Hybrid nanoscale inorganic cages

ABSTRACT Cage structures exhibit inherent high symmetry and beauty, and both naturally occurring and synthetic molecular-scale cages have been discovered. Their characteristic high surface

area and voids have led to their use as catalysts and catalyst supports, filtration media and gas storage materials1,2. Nanometre-scale cage structures have also been synthesized, notably

noble-metal cube-shaped cages prepared by galvanic displacement with promising applications in drug delivery and catalysis3,4,5,6. Further functionality for nanostructures in general is

provided by the concept of hybrid nanoparticles combining two disparate materials on the same system to achieve synergistic properties stemming from unusual material combinations7,8,9,10,11.

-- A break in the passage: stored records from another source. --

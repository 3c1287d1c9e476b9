//! Sync lifecycle hooks
//!
//! Listeners are kept in one list ordered by priority when they are registered; dispatch walks
//! the list as is.

use std::fmt;
use std::sync::Arc;

use crate::schema::generator::MigrationStep;
use crate::sync::options::SyncOptions;
use crate::sync::result::SyncResult;

#[derive(Debug, Clone, Copy, PartialEq)]
pub enum SyncEvent<'a> {
    Started {
        entity_type_code: &'a str,
        options: &'a SyncOptions,
    },
    BackupCreated {
        entity_type_code: &'a str,
        backup_id: i64,
    },
    StepApplied {
        entity_type_code: &'a str,
        step: &'a MigrationStep,
    },
    StepFailed {
        entity_type_code: &'a str,
        step: &'a MigrationStep,
        error: &'a str,
    },
    Finished {
        result: &'a SyncResult,
    },
}

impl SyncEvent<'_> {
    pub fn name(&self) -> &'static str {
        match self {
            SyncEvent::Started { .. } => "started",
            SyncEvent::BackupCreated { .. } => "backup_created",
            SyncEvent::StepApplied { .. } => "step_applied",
            SyncEvent::StepFailed { .. } => "step_failed",
            SyncEvent::Finished { .. } => "finished",
        }
    }
}

pub trait SyncListener: Send + Sync {
    fn on_event(&self, event: &SyncEvent<'_>);

    /// Higher priorities run first
    fn priority(&self) -> i32 {
        0
    }
}

/// Adapts a closure into a listener
pub struct FnListener<F> {
    priority: i32,
    callback: F,
}

impl<F> FnListener<F>
where
    F: Fn(&SyncEvent<'_>) + Send + Sync,
{
    pub fn new(priority: i32, callback: F) -> Self {
        Self { priority, callback }
    }
}

impl<F> SyncListener for FnListener<F>
where
    F: Fn(&SyncEvent<'_>) + Send + Sync,
{
    fn on_event(&self, event: &SyncEvent<'_>) {
        (self.callback)(event)
    }

    fn priority(&self) -> i32 {
        self.priority
    }
}

#[derive(Default, Clone)]
pub struct SyncHooks {
    listeners: Vec<Arc<dyn SyncListener>>,
}

impl SyncHooks {
    pub fn new() -> Self {
        Self::default()
    }

    /// Insert after every listener of equal or higher priority
    pub fn register(&mut self, listener: Arc<dyn SyncListener>) {
        let priority = listener.priority();
        let position = self
            .listeners
            .iter()
            .position(|l| l.priority() < priority)
            .unwrap_or(self.listeners.len());
        self.listeners.insert(position, listener);
    }

    pub fn dispatch(&self, event: &SyncEvent<'_>) {
        tracing::trace!(event = event.name(), listeners = self.listeners.len(), "Dispatching sync event");
        for listener in &self.listeners {
            listener.on_event(event);
        }
    }

    pub fn len(&self) -> usize {
        self.listeners.len()
    }

    pub fn is_empty(&self) -> bool {
        self.listeners.is_empty()
    }
}

impl fmt::Debug for SyncHooks {
    fn fmt(&self, f: &mut fmt::Formatter<'_>) -> fmt::Result {
        f.debug_struct("SyncHooks")
            .field("listeners", &self.listeners.len())
            .finish()
    }
}
//! Command line front end of the scheduler.
//!
//! Subcommands:
//! - `chunk`: schedule from a start time for one chunk (or up to an end time)
//! - `nite`: schedule a whole nite in chunks
//! - `survey`: schedule every configured window
//! - `prepare`: build the target catalog from a hex list

use std::fs;
use std::process::ExitCode;

use camino::{Utf8Path, Utf8PathBuf};
use clap::{ArgAction, Args, Parser, Subcommand};
use hifitime::Epoch;
use tracing::info;
use tracing_subscriber::EnvFilter;

use obsplan::constants::{HexId, Tiling, BANDS};
use obsplan::ephemeris::LowPrecisionEphemeris;
use obsplan::field::display::FieldsDisplayExt;
use obsplan::field::{io, Field, TargetCatalog};
use obsplan::observatory::Observatory;
use obsplan::scheduler::params::SchedulerParams;
use obsplan::scheduler::Scheduler;
use obsplan::scheduler_errors::SchedulerError;
use obsplan::selection::constraints::PointingLimits;
use obsplan::selection::scoring::ScoringMode;
use obsplan::survey::{prepare_fields, DitherMode, SmcnodSelection};
use obsplan::time::{parse_date, Nite};
use obsplan::windows::ObservationWindows;

/// Greedy field scheduler for wide-field survey telescopes
#[derive(Parser, Debug)]
#[command(name = "obsplan")]
#[command(version)]
struct Cli {
    /// Increase log verbosity (-v debug, -vv trace)
    #[arg(short, long, global = true, action = ArgAction::Count)]
    verbose: u8,

    /// TOML file with scheduler parameters
    #[arg(long, global = true)]
    config: Option<Utf8PathBuf>,

    /// Pointing limit table replacing the built-in Blanco one
    #[arg(long, global = true)]
    limits: Option<Utf8PathBuf>,

    /// Scoring mode, overrides the configuration file
    #[arg(long, global = true)]
    mode: Option<ScoringMode>,

    #[command(subcommand)]
    command: Command,
}

/// Inputs and outputs shared by the scheduling subcommands.
#[derive(Args, Debug)]
struct ScheduleArgs {
    /// Target field catalog (CSV)
    #[arg(short, long)]
    fields: Utf8PathBuf,

    /// Observation windows (CSV)
    #[arg(short, long)]
    windows: Option<Utf8PathBuf>,

    /// Already completed fields (CSV), may be repeated
    #[arg(short, long = "complete")]
    complete: Vec<Utf8PathBuf>,

    /// Output file (a directory for `survey`)
    #[arg(short, long)]
    outfile: Option<Utf8PathBuf>,

    /// Make the output read-only
    #[arg(long)]
    write_protect: bool,

    /// Print a table of the scheduled exposures
    #[arg(long)]
    table: bool,
}

#[derive(Subcommand, Debug)]
enum Command {
    /// Schedule one chunk starting at a given time
    Chunk {
        #[command(flatten)]
        args: ScheduleArgs,

        /// Start time, UTC "YYYY/MM/DD HH:MM:SS"
        #[arg(long, value_parser = parse_date)]
        utc_start: Epoch,

        /// End time, UTC; defaults to start + chunk
        #[arg(long, value_parser = parse_date)]
        utc_end: Option<Epoch>,

        /// Chunk length in minutes
        #[arg(long)]
        chunk: Option<f64>,

        /// Stop as soon as the clock leaves the observation windows
        #[arg(long)]
        clip: bool,
    },

    /// Schedule one nite
    Nite {
        #[command(flatten)]
        args: ScheduleArgs,

        /// Nite to schedule, YYYYMMDD; defaults to the current one
        #[arg(long)]
        nite: Option<Nite>,

        /// Chunk length in minutes
        #[arg(long)]
        chunk: Option<f64>,

        /// Stop each chunk as soon as the clock leaves the observation windows
        #[arg(long)]
        clip: bool,
    },

    /// Schedule every configured window
    Survey {
        #[command(flatten)]
        args: ScheduleArgs,

        /// Chunk length in minutes
        #[arg(long)]
        chunk: Option<f64>,
    },

    /// Build the target field catalog from a list of hexes
    Prepare {
        /// Hex list (CSV with ID,RA,DEC)
        #[arg(long)]
        hexes: Utf8PathBuf,

        /// Tiling offsets: none, smash, smash_rotate or decam
        #[arg(long, default_value = "smash")]
        dither: DitherMode,

        /// Comma separated hexes kept outside the footprint (SMC northern overdensity)
        #[arg(long, value_delimiter = ',')]
        smcnod: Vec<HexId>,

        /// Tilings the SMCNOD hexes are kept for; all when omitted
        #[arg(long, value_delimiter = ',')]
        smcnod_tilings: Vec<Tiling>,

        /// Comma separated bands
        #[arg(long, value_delimiter = ',', default_values = BANDS)]
        bands: Vec<String>,

        /// Output catalog (CSV)
        #[arg(short, long)]
        outfile: Option<Utf8PathBuf>,

        /// Make the output read-only
        #[arg(long)]
        write_protect: bool,
    },
}

fn main() -> ExitCode {
    let cli = Cli::parse();
    init_tracing(cli.verbose);

    match execute(cli) {
        Ok(()) => ExitCode::SUCCESS,
        Err(e) => {
            tracing::error!("{e}");
            ExitCode::FAILURE
        }
    }
}

fn init_tracing(verbose: u8) {
    let filter = match verbose {
        0 => EnvFilter::try_from_default_env().unwrap_or_else(|_| EnvFilter::new("info")),
        1 => EnvFilter::new("debug"),
        _ => EnvFilter::new("trace"),
    };
    tracing_subscriber::fmt()
        .with_env_filter(filter)
        .with_target(false)
        .with_writer(std::io::stderr)
        .init();
}

fn execute(cli: Cli) -> Result<(), SchedulerError> {
    let mut params = match &cli.config {
        Some(path) => SchedulerParams::from_toml_file(path)?,
        None => SchedulerParams::default(),
    };
    if let Some(mode) = cli.mode {
        params.mode = mode;
    }
    tracing::debug!("Scheduler parameters:\n{params:#}");

    match cli.command {
        Command::Chunk {
            args,
            utc_start,
            utc_end,
            chunk,
            clip,
        } => {
            let scheduler = build_scheduler(&args, cli.limits.as_deref(), params)?;
            let mut state = scheduler.initial_state(io::read_completed(&args.complete)?);
            let fields = match utc_end {
                Some(_) => scheduler.run(&mut state, utc_start, utc_end, clip)?,
                None => scheduler.schedule_chunk(&mut state, utc_start, chunk, clip)?,
            };
            info!("Scheduled {} exposures, run {:?}", fields.len(), state.status);
            emit(&args, &fields)
        }
        Command::Nite {
            args,
            nite,
            chunk,
            clip,
        } => {
            let scheduler = build_scheduler(&args, cli.limits.as_deref(), params)?;
            let nite = match nite {
                Some(nite) => nite,
                None => {
                    let now = Epoch::now().map_err(|e| SchedulerError::InvalidDate(e.to_string()))?;
                    Nite::from_epoch(&now, scheduler.observatory().longitude)
                }
            };
            let mut state = scheduler.initial_state(io::read_completed(&args.complete)?);
            let chunks = scheduler.schedule_nite(&mut state, &nite, chunk, clip)?;
            let fields: Vec<Field> = chunks.into_iter().flatten().collect();
            info!("Nite {nite}: {} exposures", fields.len());
            emit(&args, &fields)
        }
        Command::Survey { args, chunk } => {
            let scheduler = build_scheduler(&args, cli.limits.as_deref(), params)?;
            let mut state = scheduler.initial_state(io::read_completed(&args.complete)?);
            let nites = scheduler.schedule_survey(&mut state, chunk)?;

            if let Some(dir) = &args.outfile {
                fs::create_dir_all(dir)?;
            }
            for (nite, chunks) in nites {
                let fields: Vec<Field> = chunks.into_iter().flatten().collect();
                info!("Nite {nite}: {} exposures", fields.len());
                if args.table {
                    println!("{}", fields.table());
                }
                if let Some(dir) = &args.outfile {
                    let path = dir.join(format!("{nite}.csv"));
                    io::write_fields(&path, &fields, args.write_protect)?;
                    info!("Wrote {path}");
                }
            }
            Ok(())
        }
        Command::Prepare {
            hexes,
            dither,
            smcnod,
            smcnod_tilings,
            bands,
            outfile,
            write_protect,
        } => {
            let hexes = io::read_hexes(&hexes)?;
            let smcnod = (!smcnod.is_empty()).then(|| SmcnodSelection {
                hexes: smcnod,
                tilings: smcnod_tilings,
            });
            let fields = prepare_fields(
                &hexes,
                dither,
                bands.as_slice(),
                params.southern_reach,
                smcnod.as_ref(),
            );
            match outfile {
                Some(path) => {
                    io::write_fields(&path, &fields, write_protect)?;
                    info!("Wrote {} target fields to {path}", fields.len());
                }
                None => println!("{}", fields.show()),
            }
            Ok(())
        }
    }
}

fn build_scheduler(
    args: &ScheduleArgs,
    limits: Option<&Utf8Path>,
    params: SchedulerParams,
) -> Result<Scheduler<LowPrecisionEphemeris>, SchedulerError> {
    let catalog = TargetCatalog::new(io::read_fields(&args.fields)?);
    let windows = match &args.windows {
        Some(path) => io::read_windows(path)?,
        None => ObservationWindows::default(),
    };

    let limits = match limits {
        Some(path) => Some(PointingLimits::from_table(
            &fs::read_to_string(path)?,
            params.hour_angle_buffer,
        )?),
        None => None,
    };

    let scheduler = Scheduler::new(
        catalog,
        windows,
        Observatory::ctio(),
        LowPrecisionEphemeris::new(),
        params,
    )?;
    Ok(match limits {
        Some(limits) => scheduler.with_limits(limits),
        None => scheduler,
    })
}

fn emit(args: &ScheduleArgs, fields: &[Field]) -> Result<(), SchedulerError> {
    if args.table {
        println!("{}", fields.table());
    }
    match &args.outfile {
        Some(path) => {
            io::write_fields(path, fields, args.write_protect)?;
            info!("Wrote {path}");
        }
        None if !args.table => println!("{}", fields.show()),
        None => {}
    }
    Ok(())
}

#[cfg(test)]
mod cli_test {
    use super::*;

    #[test]
    fn test_clip_is_opt_in() {
        let cli = Cli::try_parse_from([
            "obsplan",
            "chunk",
            "-f",
            "fields.csv",
            "--utc-start",
            "2016/02/11 03:00:00",
        ])
        .unwrap();
        assert!(matches!(cli.command, Command::Chunk { clip: false, .. }));

        let cli =
            Cli::try_parse_from(["obsplan", "nite", "-f", "fields.csv", "--nite", "20160215"])
                .unwrap();
        match cli.command {
            Command::Nite { clip, nite, .. } => {
                assert!(!clip);
                assert_eq!(nite, Some(Nite::new(2016, 2, 15).unwrap()));
            }
            other => panic!("unexpected subcommand {other:?}"),
        }

        let cli = Cli::try_parse_from(["obsplan", "nite", "-f", "fields.csv", "--clip"]).unwrap();
        assert!(matches!(cli.command, Command::Nite { clip: true, .. }));
    }

    #[test]
    fn test_prepare_options() {
        let cli = Cli::try_parse_from([
            "obsplan",
            "prepare",
            "--hexes",
            "hexes.csv",
            "--dither",
            "smash_rotate",
            "--smcnod",
            "12,13",
        ])
        .unwrap();
        match cli.command {
            Command::Prepare {
                dither,
                smcnod,
                smcnod_tilings,
                bands,
                ..
            } => {
                assert_eq!(dither, DitherMode::SmashRotate);
                assert_eq!(smcnod, vec![12, 13]);
                assert!(smcnod_tilings.is_empty());
                assert_eq!(bands, BANDS.map(String::from).to_vec());
            }
            other => panic!("unexpected subcommand {other:?}"),
        }
    }
}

We report the integration of the two powerful concepts of cages and hybrid nanoparticles. A previously unknown edge growth mechanism has led to a new type of cage-structured hybrid

metal–semiconductor nanoparticle; a ruthenium cage was grown selectively on the edges of a faceted copper(I) sulphide nanocrystal, contrary to the more commonly observed facet and island

growth modes of other hybrids7,12,13,14,15. The cage motif was extended by exploiting the open frame to achieve empty cages and cages containing other semiconductors. Such previously unknown

nano-inorganic cage structures with variable cores and metal frames manifest new chemical, optical and electronic properties and demonstrate possibilities for uses in electrocatalysis.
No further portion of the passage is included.